Exam 350-701 topic 1 question 68 discussion

IKEv2 Multi-SA The IKEv2 Multi-SA feature allows an IKEv2 Dynamic Virtual Tunnel Interface (DVTI) session on the IKEv2 responder to support multiple IPsec Security Associations (SA). The maximum number of IPsec SAs per DVTI session is either obtained from AAA authorization or configured on the IPsec profile. The value from AAA has a higher priority. Any change to the max-flow-limit argument in the IPsec profile is not applied to the current session but is applied to subsequent sessions. The IKEv2 Multi-SA feature makes the configuration of the IKEv2 profile in the IPsec profile optional. This optional configuration allows IPsec DVTI sessions using the same virtual template to have different IKEv2 profiles, thus saving the number of virtual template configurations. Note The IKEv2 Multi-SA feature allows multiple IPsec SAs that have non-any-any proxies. However, when the IPsec SA proxies are any-any, a single IPsec SA is allowed. For more information, see the “Multi-SA Support for Dynamic Virtual Tunnel Interfaces for IKEv2” module in the Security for VPNs with IPsec Configuration Guide.

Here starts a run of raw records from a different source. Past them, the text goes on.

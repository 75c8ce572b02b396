//! Class member declaration and accessibility validation helpers.

use crate::state::{CheckerState, MemberAccessInfo, MemberAccessLevel, MemberLookup};
use tsz_parser::parser::NodeIndex;
use tsz_parser::parser::node_flags;
use tsz_parser::parser::syntax_kind_ext;
use tsz_solver::TypeId;
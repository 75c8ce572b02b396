//! Enum helpers, type overlap checking, readonly properties, and class/function utility methods.

use crate::query_boundaries::type_checking_utilities as query;
use crate::state::{CheckerState, EnumKind, MemberAccessLevel};
use tsz_binder::{SymbolId, symbol_flags};
use tsz_parser::parser::NodeIndex;
use tsz_parser::parser::syntax_kind_ext;
use tsz_scanner::SyntaxKind;
use tsz_solver::TypeId;

#[derive(Clone, Copy, Debug, PartialEq, Eq)]
enum PrimitiveOverlapKind {
    String,
    Number,
    BigInt,
    Boolean,
    Symbol,
}

#[derive(Clone, Copy, Debug)]
enum SimpleOverlapType {
    Primitive(PrimitiveOverlapKind),
    StringLiteral(tsz_common::interner::Atom),
    NumberLiteral(f64),
    BigIntLiteral(tsz_common::interner::Atom),
    BooleanLiteral(bool),
}

use super::*;
use tsz_parser::parser::NodeIndex;
use tsz_parser::parser::ParserState;

fn create_parser(source: &str) -> (ParserState, NodeIndex) {
    let mut parser = ParserState::new("test.ts".to_string(), source.to_string());
    let root_idx = parser.parse_source_file();
    (parser, root_idx)
}

#[test]
fn test_numeric_enum_es5() {
    let (parser, root_idx) = create_parser("enum E { A, B, C }");

    if let Some(root_node) = parser.arena.get(root_idx)
        && let Some(source_file) = parser.arena.get_source_file(root_node)
        && let Some(&enum_idx) = source_file.statements.nodes.first()
    {
        let mut transformer = EnumTransformer::new(&parser.arena);
        transformer.register_enum(enum_idx);
        let output = transformer.emit_enum_es5(enum_idx);

        assert!(output.contains("var E;"));
        assert!(output.contains("(function (E)"));
        assert!(output.contains("E[E[\"A\"] = 0] = \"A\""));
        assert!(output.contains("E[E[\"B\"] = 1] = \"B\""));
        assert!(output.contains("E[E[\"C\"] = 2] = \"C\""));
    }
}

#[test]
fn test_string_enum_no_reverse_mapping() {
    let (parser, root_idx) = create_parser(r#"enum S { A = "alpha", B = "beta" }"#);

    if let Some(root_node) = parser.arena.get(root_idx)
        && let Some(source_file) = parser.arena.get_source_file(root_node)
        && let Some(&enum_idx) = source_file.statements.nodes.first()
    {
        let mut transformer = EnumTransformer::new(&parser.arena);
        transformer.register_enum(enum_idx);
        let output = transformer.emit_enum_es5(enum_idx);

        // String enums should NOT have reverse mapping
        assert!(output.contains("S[\"A\"] = \"alpha\""));
        assert!(output.contains("S[\"B\"] = \"beta\""));
        assert!(
            !output.contains("S[S["),
            "String enum should not have reverse mapping"
        );
    }
}

#[test]
fn test_const_enum_erased() {
    let (parser, root_idx) = create_parser("const enum CE { A = 1, B = 2 }");

    if let Some(root_node) = parser.arena.get(root_idx)
        && let Some(source_file) = parser.arena.get_source_file(root_node)
        && let Some(&enum_idx) = source_file.statements.nodes.first()
    {
        let mut transformer = EnumTransformer::new(&parser.arena);
        transformer.register_enum(enum_idx);
        let output = transformer.emit_enum_es5(enum_idx);

        assert!(output.is_empty(), "Const enum should be erased by default");
    }
}

#[test]
fn test_const_enum_preserved() {
    let (parser, root_idx) = create_parser("const enum CE { A = 1, B = 2 }");

    if let Some(root_node) = parser.arena.get(root_idx)
        && let Some(source_file) = parser.arena.get_source_file(root_node)
        && let Some(&enum_idx) = source_file.statements.nodes.first()
    {
        let options = EnumTransformOptions {
            preserve_const_enums: true,
            ..Default::default()
        };
        let mut transformer = EnumTransformer::with_options(&parser.arena, options);
        transformer.register_enum(enum_idx);
        let output = transformer.emit_enum_es5(enum_idx);

        assert!(
            !output.is_empty(),
            "Const enum should be preserved with option"
        );
        assert!(output.contains("var CE;"));
    }
}

#[test]
fn test_const_enum_inlining() {
    let (parser, root_idx) = create_parser("const enum Direction { Up = 1, Down = 2 }");

    if let Some(root_node) = parser.arena.get(root_idx)
        && let Some(source_file) = parser.arena.get_source_file(root_node)
        && let Some(&enum_idx) = source_file.statements.nodes.first()
    {
        let mut transformer = EnumTransformer::new(&parser.arena);
        transformer.register_enum(enum_idx);
        transformer.evaluate_enum(enum_idx);

        // Try to inline
        let inlined_up = transformer.try_inline_const_enum_access("Direction", "Up");
        let inlined_down = transformer.try_inline_const_enum_access("Direction", "Down");

        assert_eq!(inlined_up, Some("1".to_string()));
        assert_eq!(inlined_down, Some("2".to_string()));
    }
}

#[test]
fn test_const_enum_inlining_with_comments() {
    let (parser, root_idx) = create_parser("const enum Flags { None = 0, Read = 1 }");

    if let Some(root_node) = parser.arena.get(root_idx)
        && let Some(source_file) = parser.arena.get_source_file(root_node)
        && let Some(&enum_idx) = source_file.statements.nodes.first()
    {
        let options = EnumTransformOptions {
            emit_comments: true,
            ..Default::default()
        };
        let mut transformer = EnumTransformer::with_options(&parser.arena, options);
        transformer.register_enum(enum_idx);
        transformer.evaluate_enum(enum_idx);

        let inlined = transformer.try_inline_const_enum_access("Flags", "Read");
        assert_eq!(inlined, Some("1 /* Read */".to_string()));
    }
}

#[test]
fn test_ambient_enum_erased() {
    let (parser, root_idx) = create_parser("declare enum E { A, B }");

    if let Some(root_node) = parser.arena.get(root_idx)
        && let Some(source_file) = parser.arena.get_source_file(root_node)
        && let Some(&enum_idx) = source_file.statements.nodes.first()
    {
        let mut transformer = EnumTransformer::new(&parser.arena);
        transformer.register_enum(enum_idx);
        let output = transformer.emit_enum_es5(enum_idx);

        assert!(output.is_empty(), "Declare enum should be erased");
    }
}

#[test]
fn test_computed_enum_values() {
    let (parser, root_idx) = create_parser("enum E { A = 1 << 2, B = 3 | 4 }");

    if let Some(root_node) = parser.arena.get(root_idx)
        && let Some(source_file) = parser.arena.get_source_file(root_node)
        && let Some(&enum_idx) = source_file.statements.nodes.first()
    {
        let mut transformer = EnumTransformer::new(&parser.arena);
        transformer.register_enum(enum_idx);
        let values = transformer.evaluate_enum(enum_idx);

        assert_eq!(values.get("A"), Some(&EnumValue::Number(4))); // 1 << 2
        assert_eq!(values.get("B"), Some(&EnumValue::Number(7))); // 3 | 4
    }
}
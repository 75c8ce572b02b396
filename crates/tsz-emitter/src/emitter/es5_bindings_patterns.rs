//! ES5 destructuring - binding element patterns and parameter bindings.

use super::{ParamTransformPlan, Printer};
use tsz_parser::parser::NodeIndex;
use tsz_parser::parser::node::{BindingElementData, BindingPatternData, ForInOfData, Node};
use tsz_parser::parser::syntax_kind_ext;
use tsz_scanner::SyntaxKind;
use std::fs;
use std::path::Path;

#[test]
fn test_direct_typedata_construction_is_quarantined_to_intern() {
    fn is_rs_source_file(path: &Path) -> bool {
        path.extension().and_then(|ext| ext.to_str()) == Some("rs")
    }

    fn collect_solver_rs_files_recursive(dir: &Path, files: &mut Vec<std::path::PathBuf>) {
        let entries = fs::read_dir(dir)
            .unwrap_or_else(|_| panic!("failed to read solver source directory {}", dir.display()));

        for entry in entries {
            let entry = entry.expect("failed to read solver source directory entry");
            let path = entry.path();
            if path.is_dir() {
                collect_solver_rs_files_recursive(&path, files);
                continue;
            }
            if is_rs_source_file(&path) {
                files.push(path);
            }
        }
    }

    let solver_src_dir = Path::new("src");
    let mut source_files = Vec::new();
    collect_solver_rs_files_recursive(solver_src_dir, &mut source_files);

    let mut violations = Vec::new();
    for path in source_files {
        if path.ends_with("src/intern.rs")
            || path.ends_with("src/intern_intersection.rs")
            || path.ends_with("src/intern_normalize.rs")
            || path.ends_with("src/intern_template.rs")
        {
            continue;
        }
        if path
            .components()
            .any(|component| component.as_os_str() == "tests")
        {
            continue;
        }

        let source = fs::read_to_string(&path)
            .unwrap_or_else(|_| panic!("failed to read {}", path.display()));
        for (line_index, line) in source.lines().enumerate() {
            let trimmed = line.trim_start();
            if trimmed.starts_with("//") {
                continue;
            }
            if line.contains(".intern(TypeData::") {
                violations.push(format!("{}:{}", path.display(), line_index + 1));
            }
        }
    }

    assert!(
        violations.is_empty(),
        "solver TypeData construction via .intern(TypeData::...) should be done only in intern.rs; violations: {}",
        violations.join(", ")
    );
}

Tricky question, as DMVPN can do it with sharing ipsec tunnel, so both can do it, but most logical is D....Cisco style question. https://www.cisco.com/c/en/us/td/docs/ios-xml/ios/sec_conn_dmvpn/configuration/15-mt/sec-conn-dmvpn-15-mt-book/sec-conn-dmvpn-share-ipsec-w-tun-protect.html#:~:text=Glossary%20Close-,Sharing%20IPsec%20with%20Tunnel%20Protection,results%20in%20network%20connectivity%20problems.&text=Security%20threats%20and%20the%20cryptographic,Encryption%20(NGE)%20white%20paper.

The answer is C

DMVPN can be configured with IKEv2, so answer is not C. I wasn't able to find Cisco documentation to back this up, but found this configuration example: https://journey2theccie.wordpress.com/2020/03/13/ikev1-ikev2-configuration-in-dmvpn/

Really like the comment on following link for this discussion, per say- it looks like Answer is C https://community.cisco.com/t5/network-security/what-is-the-difference-between-dmvpn-and-flexvpn/td-p/3438913

What is the difference between FlexVPN and DMVPN? IPSec: One key difference between FlexVPN and default Dynamic Multipoint VPN (DMVPN) is the protocol used for negotiating IPsec Security Associations (SAs). While DMVPN defaults to using Internet Key Exchange version 1 (IKEv1), FlexVPN utilizes IKEv2.